§ Task to carry out
In the data below, which lines contain "only"? List them by copying each one.

Records to process below:

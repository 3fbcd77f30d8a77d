// SPDX-License-Identifier: MIT OR Apache-2.0

//! Environment trait definition.
//!
//! This module defines the `Environment` trait, the only boundary of the crate: a
//! read-only lookup from key to string value. The process environment, an in-memory
//! map filled by a `.env` loader, or a test fixture can all stand behind it.

/// A read-only source of environment values.
///
/// Lookups must be free of side effects and may be called any number of times.
/// Implementations are expected to be fully populated before a resolver runs.
///
/// # Thread Safety
///
/// Implementations must be `Send + Sync` to allow sharing a resolver across threads.
///
/// # Examples
///
/// ```rust
/// use envschema::ports::Environment;
///
/// struct Fixed;
///
/// impl Environment for Fixed {
///     fn name(&self) -> &str {
///         "fixed"
///     }
///
///     fn lookup(&self, key: &str) -> Option<String> {
///         (key == "PORT").then(|| "8080".to_string())
///     }
/// }
///
/// assert_eq!(Fixed.lookup("PORT").as_deref(), Some("8080"));
/// assert!(!Fixed.contains("HOST"));
/// ```
pub trait Environment: Send + Sync {
    /// Returns a short name for diagnostics, such as `"process"` or `"map"`.
    fn name(&self) -> &str;

    /// Returns the value for `key`, or `None` if it is absent.
    fn lookup(&self, key: &str) -> Option<String>;

    /// Returns `true` if `key` has a value.
    fn contains(&self, key: &str) -> bool {
        self.lookup(key).is_some()
    }

    /// Returns the name of the variable actually read for `key`.
    ///
    /// Errors report this name. The default is `key` itself; adapters that
    /// rewrite keys before reading, such as a prefixing adapter, override it.
    fn variable_name(&self, key: &str) -> String {
        key.to_string()
    }
}

impl<E: Environment + ?Sized> Environment for &E {
    fn name(&self) -> &str {
        (**self).name()
    }

    fn lookup(&self, key: &str) -> Option<String> {
        (**self).lookup(key)
    }

    fn variable_name(&self, key: &str) -> String {
        (**self).variable_name(key)
    }
}

impl<E: Environment + ?Sized> Environment for Box<E> {
    fn name(&self) -> &str {
        (**self).name()
    }

    fn lookup(&self, key: &str) -> Option<String> {
        (**self).lookup(key)
    }

    fn variable_name(&self, key: &str) -> String {
        (**self).variable_name(key)
    }
}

End of Records to process.

§ Solution for this exercise
//! This module defines the `Environment` trait, the only boundary of the crate: a
//! read-only lookup from key to string value. The process environment, an in-memory
/// A read-only source of environment values.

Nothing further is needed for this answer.